═════ ENTRIES SUPPLIED ═════
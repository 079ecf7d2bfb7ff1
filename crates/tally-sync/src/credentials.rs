//! # Credential Service
//!
//! Enrollment and decryption of provider credentials.
//!
//! ## Enrollment order
//! ```text
//! validate input ──► provider.validate(key) ──► seal ──► upsert row
//!      │                    │
//!      ▼                    ▼
//!  ValidationError    AuthenticationFailed        (nothing stored)
//! ```
//! A key is only stored after the provider accepted it.

use chrono::{DateTime, Utc};
use tracing::{debug, info, warn};

use crate::error::{SyncError, SyncResult};
use crate::provider::{AdapterContext, ProviderRegistry};
use tally_core::validation::{validate_api_key, validate_identifier, validate_provider_id};
use tally_core::vault::{open, seal};
use tally_core::{CredentialPayload, CredentialRecord, VaultKey};
use tally_db::CredentialRepository;

/// Seals, stores and opens provider credentials.
#[derive(Clone)]
pub struct CredentialService {
    repo: CredentialRepository,
    key: VaultKey,
    registry: ProviderRegistry,
}

impl CredentialService {
    pub fn new(repo: CredentialRepository, key: VaultKey, registry: ProviderRegistry) -> Self {
        CredentialService {
            repo,
            key,
            registry,
        }
    }

    pub fn registry(&self) -> &ProviderRegistry {
        &self.registry
    }

    /// Checks a key with the provider, then stores it sealed.
    ///
    /// Replaces any existing credential for the pair.
    ///
    /// ## Returns
    /// The stored row's version.
    ///
    /// ## Errors
    /// * `SyncError::Validation` - bad ids, unknown provider, empty key
    /// * `SyncError::AuthenticationFailed` - the provider refused the key
    pub async fn enroll(
        &self,
        location_id: &str,
        provider: &str,
        payload: CredentialPayload,
        now: DateTime<Utc>,
    ) -> SyncResult<i64> {
        validate_identifier("location_id", location_id)?;
        validate_provider_id(provider)?;
        validate_api_key(&payload.api_key)?;

        let adapter = self.registry.create(
            provider,
            AdapterContext::for_credential(location_id, payload.clone()),
        )?;
        if !adapter.validate(&payload.api_key).await? {
            warn!(location_id, provider, "Provider refused credential at enrollment");
            return Err(SyncError::AuthenticationFailed {
                provider: provider.to_string(),
            });
        }

        let bundle = seal(&self.key, &payload)?;
        let version = self
            .repo
            .upsert(location_id, provider, &bundle, payload.expires_at, now)
            .await?;

        info!(location_id, provider, version, "Credential enrolled");
        Ok(version)
    }

    /// The stored row for a pair.
    ///
    /// ## Errors
    /// * `SyncError::MissingCredential` - nothing enrolled
    pub async fn record(&self, location_id: &str, provider: &str) -> SyncResult<CredentialRecord> {
        self.repo
            .get(location_id, provider)
            .await?
            .ok_or_else(|| SyncError::MissingCredential {
                location_id: location_id.to_string(),
                provider: provider.to_string(),
            })
    }

    /// Decrypts a stored row.
    pub fn decrypt(&self, record: &CredentialRecord) -> SyncResult<CredentialPayload> {
        let payload: CredentialPayload = open(&self.key, &record.bundle)?;
        debug!(
            location_id = %record.location_id,
            provider = %record.provider,
            version = record.version,
            "Opened credential"
        );
        Ok(payload)
    }

    /// Loads and decrypts the credential for a pair.
    pub async fn load_payload(
        &self,
        location_id: &str,
        provider: &str,
    ) -> SyncResult<CredentialPayload> {
        let record = self.record(location_id, provider).await?;
        self.decrypt(&record)
    }

    /// Seals `payload` and swaps it in iff the row is still at
    /// `expected_version`.
    pub async fn swap(
        &self,
        record: &CredentialRecord,
        payload: &CredentialPayload,
        now: DateTime<Utc>,
    ) -> SyncResult<i64> {
        let bundle = seal(&self.key, payload)?;
        let version = self
            .repo
            .swap(
                &record.location_id,
                &record.provider,
                record.version,
                &bundle,
                payload.expires_at,
                now,
            )
            .await?;
        Ok(version)
    }

    /// Credentials expiring at or before `deadline`.
    pub async fn due(&self, deadline: DateTime<Utc>) -> SyncResult<Vec<CredentialRecord>> {
        Ok(self.repo.list_due(deadline).await?)
    }
}
//! # Breaker Repository
//!
//! Persists named breaker rows. The rotation job owns exactly one,
//! `credential_rotation`; a missing row reads as closed.

use chrono::{DateTime, Utc};
use sqlx::SqlitePool;
use tracing::debug;

use crate::error::{DbError, DbResult};
use tally_core::{BreakerState, RotationBreakerState};

/// Repository for breaker state.
#[derive(Debug, Clone)]
pub struct BreakerRepository {
    pool: SqlitePool,
}

#[derive(sqlx::FromRow)]
struct BreakerRow {
    state: BreakerState,
    failure_count: i64,
    resume_at: Option<DateTime<Utc>>,
}

impl TryFrom<BreakerRow> for RotationBreakerState {
    type Error = DbError;

    fn try_from(row: BreakerRow) -> DbResult<Self> {
        let failure_count = u32::try_from(row.failure_count)
            .map_err(|_| DbError::InvalidRow(format!("failure_count = {}", row.failure_count)))?;
        Ok(RotationBreakerState {
            state: row.state,
            failure_count,
            resume_at: row.resume_at,
        })
    }
}

impl BreakerRepository {
    /// Creates a new BreakerRepository.
    pub fn new(pool: SqlitePool) -> Self {
        BreakerRepository { pool }
    }

    /// Loads a breaker, closed if it was never saved.
    pub async fn load(&self, name: &str) -> DbResult<RotationBreakerState> {
        let row: Option<BreakerRow> = sqlx::query_as(
            r#"
            SELECT state, failure_count, resume_at
            FROM rotation_breaker
            WHERE name = ?1
            "#,
        )
        .bind(name)
        .fetch_optional(&self.pool)
        .await?;

        match row {
            Some(row) => RotationBreakerState::try_from(row),
            None => Ok(RotationBreakerState::closed()),
        }
    }

    /// Saves a breaker.
    pub async fn save(
        &self,
        name: &str,
        state: &RotationBreakerState,
        now: DateTime<Utc>,
    ) -> DbResult<()> {
        debug!(
            name,
            state = %state.state,
            failure_count = state.failure_count,
            "Saving breaker"
        );

        sqlx::query(
            r#"
            INSERT INTO rotation_breaker (name, state, failure_count, resume_at, updated_at)
            VALUES (?1, ?2, ?3, ?4, ?5)
            ON CONFLICT (name) DO UPDATE SET
                state         = excluded.state,
                failure_count = excluded.failure_count,
                resume_at     = excluded.resume_at,
                updated_at    = excluded.updated_at
            "#,
        )
        .bind(name)
        .bind(state.state)
        .bind(i64::from(state.failure_count))
        .bind(state.resume_at)
        .bind(now)
        .execute(&self.pool)
        .await?;

        Ok(())
    }
}

#[cfg(test)]
mod tests {
    use super::*;
    use crate::pool::{Database, DbConfig};

    #[tokio::test]
    async fn test_missing_breaker_is_closed() {
        let repo = Database::new(DbConfig::in_memory()).await.unwrap().breaker();
        assert_eq!(
            repo.load("credential_rotation").await.unwrap(),
            RotationBreakerState::closed()
        );
    }

    #[tokio::test]
    async fn test_save_and_load_open_breaker() {
        let repo = Database::new(DbConfig::in_memory()).await.unwrap().breaker();
        let resume_at = Utc::now() + chrono::Duration::hours(6);
        let open = RotationBreakerState {
            state: BreakerState::Open,
            failure_count: 10,
            resume_at: Some(resume_at),
        };
        repo.save("credential_rotation", &open, Utc::now())
            .await
            .unwrap();

        let loaded = repo.load("credential_rotation").await.unwrap();
        assert_eq!(loaded.state, BreakerState::Open);
        assert_eq!(loaded.failure_count, 10);
        assert_eq!(
            loaded.resume_at.map(|t| t.timestamp_millis()),
            Some(resume_at.timestamp_millis())
        );

        // Rows are independent per name
        assert_eq!(repo.load("other").await.unwrap().state, BreakerState::Closed);
    }
}
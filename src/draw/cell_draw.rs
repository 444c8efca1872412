// src/draw/cell_draw.rs
// Draws every cell of the current generation in its animated color

use nannou::prelude::*;

use super::DrawStyle;
use crate::views::HoverGrid;

pub fn draw_cells(draw: &Draw, grid: &HoverGrid, border: &DrawStyle, time: f32) {
    let layout = grid.layout();
    let animator = grid.animator();
    let idle = animator.transparent();

    for cell in grid.cells() {
        let Some(rect) = layout.rect_for(cell.index) else {
            continue;
        };
        let (x, y) = rect.x_y();
        let fill = animator.color_at(cell.index, time).unwrap_or(idle);

        draw.rect()
            .x_y(x, y)
            .w_h(rect.w(), rect.h())
            .color(fill)
            .stroke(border.color)
            .stroke_weight(border.stroke_weight);
    }
}
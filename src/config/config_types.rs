// src/config/config_types.rs
//
// Config types for the app

use crate::animation::EasingType;
use crate::models::DEFAULT_CELL_SIZE;
use nannou::prelude::*;
use serde::Deserialize;

/// 8-bit RGB triple as written in config.toml, e.g. `[129, 140, 248]`.
pub type ColorConfig = [u8; 3];

pub fn color_to_rgba(color: ColorConfig, alpha: f32) -> Rgba {
    rgba(
        color[0] as f32 / 255.0,
        color[1] as f32 / 255.0,
        color[2] as f32 / 255.0,
        alpha,
    )
}

#[derive(Debug, Deserialize, Clone)]
#[serde(default)]
pub struct WindowConfig {
    pub width: u32,
    pub height: u32,
    pub title: String,
}

impl Default for WindowConfig {
    fn default() -> Self {
        Self {
            width: 1600,
            height: 900,
            title: "hovergrid".to_string(),
        }
    }
}

/************************* Grid & Animation ********************/
#[derive(Debug, Deserialize, Clone)]
#[serde(default)]
pub struct GridConfig {
    pub cell_size_px: f32,
    pub accent_color: ColorConfig,
    pub enter_duration_ms: f32,
    pub leave_duration_ms: f32,
    pub easing: EasingType,
    pub coalesce_resize: bool, // one recompute per frame instead of per event
}

impl Default for GridConfig {
    fn default() -> Self {
        Self {
            cell_size_px: DEFAULT_CELL_SIZE,
            accent_color: [129, 140, 248],
            enter_duration_ms: 150.0,
            leave_duration_ms: 1500.0,
            easing: EasingType::EaseOut,
            coalesce_resize: false,
        }
    }
}

impl GridConfig {
    pub fn enter_duration(&self) -> f32 {
        self.enter_duration_ms / 1000.0
    }

    pub fn leave_duration(&self) -> f32 {
        self.leave_duration_ms / 1000.0
    }

    pub fn accent(&self) -> Rgba {
        color_to_rgba(self.accent_color, 1.0)
    }
}

/************************* Style ********************/
#[derive(Debug, Deserialize, Clone)]
#[serde(default)]
pub struct StyleConfig {
    pub background_color: ColorConfig,
    pub border_color: ColorConfig,
    pub border_weight: f32,
}

impl Default for StyleConfig {
    fn default() -> Self {
        Self {
            background_color: [10, 10, 10],
            border_color: [23, 23, 23],
            border_weight: 1.0,
        }
    }
}

#[derive(Debug, Deserialize, Clone)]
#[serde(default)]
pub struct HeroConfig {
    pub enabled: bool,
    pub title: String,
    pub subtitle: String,
    pub button_label: String,
}

impl Default for HeroConfig {
    fn default() -> Self {
        Self {
            enabled: true,
            title: "Engineering Project".to_string(),
            subtitle: "Developing an advanced Carriage Control System integrating ESP32 and \
                       MCP for efficient communication and precise carriage operations."
                .to_string(),
            button_label: "Learn More".to_string(),
        }
    }
}
// src/config/error.rs

use std::fmt;

#[derive(Debug)]
pub enum ConfigError {
    Io(std::io::Error),
    Parse(toml::de::Error),
    Invalid(String),
}

impl fmt::Display for ConfigError {
    fn fmt(&self, f: &mut fmt::Formatter<'_>) -> fmt::Result {
        match self {
            ConfigError::Io(e) => write!(f, "could not read config file: {}", e),
            ConfigError::Parse(e) => write!(f, "could not parse config file: {}", e),
            ConfigError::Invalid(reason) => write!(f, "invalid config: {}", reason),
        }
    }
}

impl std::error::Error for ConfigError {
    fn source(&self) -> Option<&(dyn std::error::Error + 'static)> {
        match self {
            ConfigError::Io(e) => Some(e),
            ConfigError::Parse(e) => Some(e),
            ConfigError::Invalid(_) => None,
        }
    }
}

impl From<std::io::Error> for ConfigError {
    fn from(e: std::io::Error) -> Self {
        ConfigError::Io(e)
    }
}

impl From<toml::de::Error> for ConfigError {
    fn from(e: toml::de::Error) -> Self {
        ConfigError::Parse(e)
    }
}
// src/animation/cell_animator.rs
//
// Per-cell hover animation state.
//
// Each cell holds a settled color and at most one running tween. A new
// hover request on a cell replaces its tween, starting from the color the
// cell shows at that instant.

use nannou::prelude::*;

use super::{ColorTween, EasingType};
use crate::config::GridConfig;

#[derive(Debug, Clone, Copy, PartialEq, Eq)]
pub enum HoverDirection {
    Enter, // toward the opaque accent
    Leave, // toward transparent
}

#[derive(Debug, Clone, Copy)]
pub struct HoverTiming {
    pub enter_duration: f32,
    pub leave_duration: f32,
    pub easing: EasingType,
}

impl HoverTiming {
    pub fn duration_for(&self, direction: HoverDirection) -> f32 {
        match direction {
            HoverDirection::Enter => self.enter_duration,
            HoverDirection::Leave => self.leave_duration,
        }
    }
}

#[derive(Debug, Clone, Copy)]
struct CellState {
    color: Rgba,
    active: Option<(HoverDirection, ColorTween)>,
}

impl CellState {
    fn color_at(&self, time: f32) -> Rgba {
        match &self.active {
            Some((_, tween)) => tween.value_at(time),
            None => self.color,
        }
    }
}

pub struct CellAnimator {
    cells: Vec<CellState>,
    accent: Rgba,
    timing: HoverTiming,
}

impl CellAnimator {
    pub fn new(accent: Rgba, timing: HoverTiming) -> Self {
        Self {
            cells: Vec::new(),
            accent,
            timing,
        }
    }

    pub fn from_config(config: &GridConfig) -> Self {
        Self::new(
            config.accent(),
            HoverTiming {
                enter_duration: config.enter_duration(),
                leave_duration: config.leave_duration(),
                easing: config.easing,
            },
        )
    }

    /// Replaces every cell with `count` fresh transparent cells. In-flight
    /// tweens of the previous generation are dropped.
    pub fn reset(&mut self, count: usize) {
        let idle = CellState {
            color: self.transparent(),
            active: None,
        };
        self.cells.clear();
        self.cells.resize(count, idle);
    }

    pub fn len(&self) -> usize {
        self.cells.len()
    }

    pub fn is_empty(&self) -> bool {
        self.cells.is_empty()
    }

    pub fn accent(&self) -> Rgba {
        self.accent
    }

    pub fn transparent(&self) -> Rgba {
        rgba(self.accent.red, self.accent.green, self.accent.blue, 0.0)
    }

    pub fn timing(&self) -> HoverTiming {
        self.timing
    }

    /// Starts a hover tween on one cell. Returns false when the index is not
    /// part of the current generation.
    pub fn trigger(&mut self, index: usize, direction: HoverDirection, time: f32) -> bool {
        let target = match direction {
            HoverDirection::Enter => self.accent,
            HoverDirection::Leave => self.transparent(),
        };
        let duration = self.timing.duration_for(direction);
        let easing = self.timing.easing;

        let Some(state) = self.cells.get_mut(index) else {
            return false;
        };

        let tween = match &state.active {
            Some((_, running)) => running.retarget(target, time, duration),
            None => ColorTween::new(state.color, target, time, duration, easing),
        };
        state.active = Some((direction, tween));
        true
    }

    pub fn color_at(&self, index: usize, time: f32) -> Option<Rgba> {
        self.cells.get(index).map(|state| state.color_at(time))
    }

    /// Direction of the tween currently running on `index`, if any.
    pub fn direction(&self, index: usize) -> Option<HoverDirection> {
        self.cells
            .get(index)
            .and_then(|state| state.active.as_ref().map(|(direction, _)| *direction))
    }

    pub fn tween(&self, index: usize) -> Option<&ColorTween> {
        self.cells
            .get(index)
            .and_then(|state| state.active.as_ref().map(|(_, tween)| tween))
    }

    /// Settles finished tweens into their target color. Returns how many
    /// cells settled on this call.
    pub fn update(&mut self, time: f32) -> usize {
        let mut settled = 0;
        for state in self.cells.iter_mut() {
            if let Some((_, tween)) = &state.active {
                if tween.is_finished(time) {
                    state.color = tween.target;
                    state.active = None;
                    settled += 1;
                }
            }
        }
        settled
    }

    pub fn active_count(&self) -> usize {
        self.cells.iter().filter(|s| s.active.is_some()).count()
    }
}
═════
| DIRECTIONS |
Look through the data above for the word "CredentialPayload". Report each line where it occurs.

| RESULT FOR THIS EXERCISE |
use tally_core::{CredentialPayload, CredentialRecord, VaultKey};
        payload: CredentialPayload,
    pub fn decrypt(&self, record: &CredentialRecord) -> SyncResult<CredentialPayload> {
        let payload: CredentialPayload = open(&self.key, &record.bundle)?;
    ) -> SyncResult<CredentialPayload> {
        payload: &CredentialPayload,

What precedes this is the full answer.